Life on Earth hinges on three essentials: liquid water, organic molecules, and a reliable energy source. It’s not surprising, then, that a critical breakthrough by early life forms was mastering the conversion of sunlight into energy—a process known as photosynthesis. This ability has had a profound impact on our planet.
Determining the exact origin of photosynthesis is challenging for geobiologists, as evidence of various precursor chemical reactions exists both in the fossil record and in living organisms. However, fossils of 3.4-billion-year-old microorganisms known as Filamentous Anoxygenic Phototrophs (FAPs) provide early evidence of photosynthesis. This initial form of photosynthesis, termed “anoxygenic,” did not produce free oxygen as a byproduct.

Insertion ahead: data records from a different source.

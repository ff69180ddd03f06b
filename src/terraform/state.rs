//! Recorded state of a deployment after the previous apply.
//!
//! State shares the declared configuration's shape, with every value filled in
//! and sizes flattened back to their `"Ng"` form.

use serde::{Deserialize, Serialize};

use crate::api::types::{ElasticsearchPayload, TopologyElement};
use crate::resource::{AutoscalingConfig, DeploymentConfig, ElasticsearchConfig, TierConfig};
use crate::topology::{Representation, Size, TopologyError, format_size, parse_size};

#[derive(Debug, Clone, PartialEq, Serialize, Deserialize)]
pub struct DeploymentState {
    pub deployment_template_id: String,
    pub region: String,
    pub version: String,
    #[serde(default)]
    pub elasticsearch: ElasticsearchConfig,
}

impl DeploymentState {
    /// Builds the next state from the configuration and the payload that was applied.
    pub fn flatten(config: &DeploymentConfig, payload: &ElasticsearchPayload) -> Self {
        let tiers = payload
            .plan
            .cluster_topology
            .iter()
            .map(|element| (element.id.clone(), flatten_element(element)))
            .collect();

        Self {
            deployment_template_id: config.deployment_template_id.clone(),
            region: config.region.clone(),
            version: payload
                .plan
                .elasticsearch
                .version
                .clone()
                .unwrap_or_else(|| config.version.clone()),
            elasticsearch: ElasticsearchConfig {
                ref_id: Some(payload.ref_id.clone()),
                autoscale: payload.plan.autoscaling_enabled,
                tiers,
            },
        }
    }

    /// Whether the recorded tiers use node roles or legacy node types.
    pub fn representation(&self) -> Option<Representation> {
        let tiers = self.elasticsearch.tiers.values();
        if tiers.clone().any(TierConfig::has_node_roles) {
            Some(Representation::NodeRoles)
        } else if tiers.clone().any(TierConfig::has_node_types) {
            Some(Representation::NodeTypes)
        } else {
            None
        }
    }

    /// Recorded size of a tier, `None` when the tier is absent or unsized.
    pub fn tier_size(&self, id: &str) -> Result<Option<Size>, TopologyError> {
        let Some(tier) = self.elasticsearch.tiers.get(id) else {
            return Ok(None);
        };
        tier.size
            .as_deref()
            .map(|raw| parse_size(raw, tier.size_resource.unwrap_or_default()))
            .transpose()
    }
}

fn flatten_element(element: &TopologyElement) -> TierConfig {
    let node_type = element.node_type.unwrap_or_default();

    TierConfig {
        instance_configuration_id: element.instance_configuration_id.clone(),
        size: element.size.map(|s| format_size(s.value)),
        size_resource: element.size.map(|s| s.resource),
        zone_count: Some(element.zone_count),
        node_type_data: node_type.data,
        node_type_master: node_type.master,
        node_type_ingest: node_type.ingest,
        node_type_ml: node_type.ml,
        node_roles: element.node_roles.clone(),
        autoscaling: flatten_autoscaling(element),
    }
}

fn flatten_autoscaling(element: &TopologyElement) -> Option<AutoscalingConfig> {
    let autoscaling = AutoscalingConfig {
        max_size: element.autoscaling_max.map(|s| format_size(s.value)),
        max_size_resource: element.autoscaling_max.map(|s| s.resource),
        min_size: element.autoscaling_min.map(|s| format_size(s.value)),
        min_size_resource: element.autoscaling_min.map(|s| s.resource),
        policy_override_json: element
            .autoscaling_policy_override_json
            .as_ref()
            .map(|v| v.to_string()),
    };

    (!autoscaling.is_empty()).then_some(autoscaling)
}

In the Archean era, organisms like FAPs and green sulfur bacteria thrived in the hydrogen-rich atmosphere of early Earth, utilizing anoxygenic photosynthesis. This process involved sunlight triggering electron release in reaction centers composed of proteins, pigments, and molecules. The breakdown of carbon dioxide and hydrogen sulfide formed complex organic molecules, eventually converted into glucose. The byproducts of this process were primarily water and elemental sulfur.
Later in the Archean, organisms such as cyanobacteria evolved oxygenic photosynthesis. This similar process also relied on sunlight-induced electron transfers but differed in using carbon dioxide and water as inputs, producing glucose and oxygen as outputs. Over time, this form of photosynthesis became integral to eukaryotes—organisms with complex internal cell structures, including plants—through a process known as endosymbiosis.
The emergence and proliferation of oxygenic photosynthesizing cyanobacteria towards the Archean’s end led to a significant atmospheric change known as “The Great Oxidation.” This event marked the first of several instances where life on Earth drastically altered the planet’s atmosphere.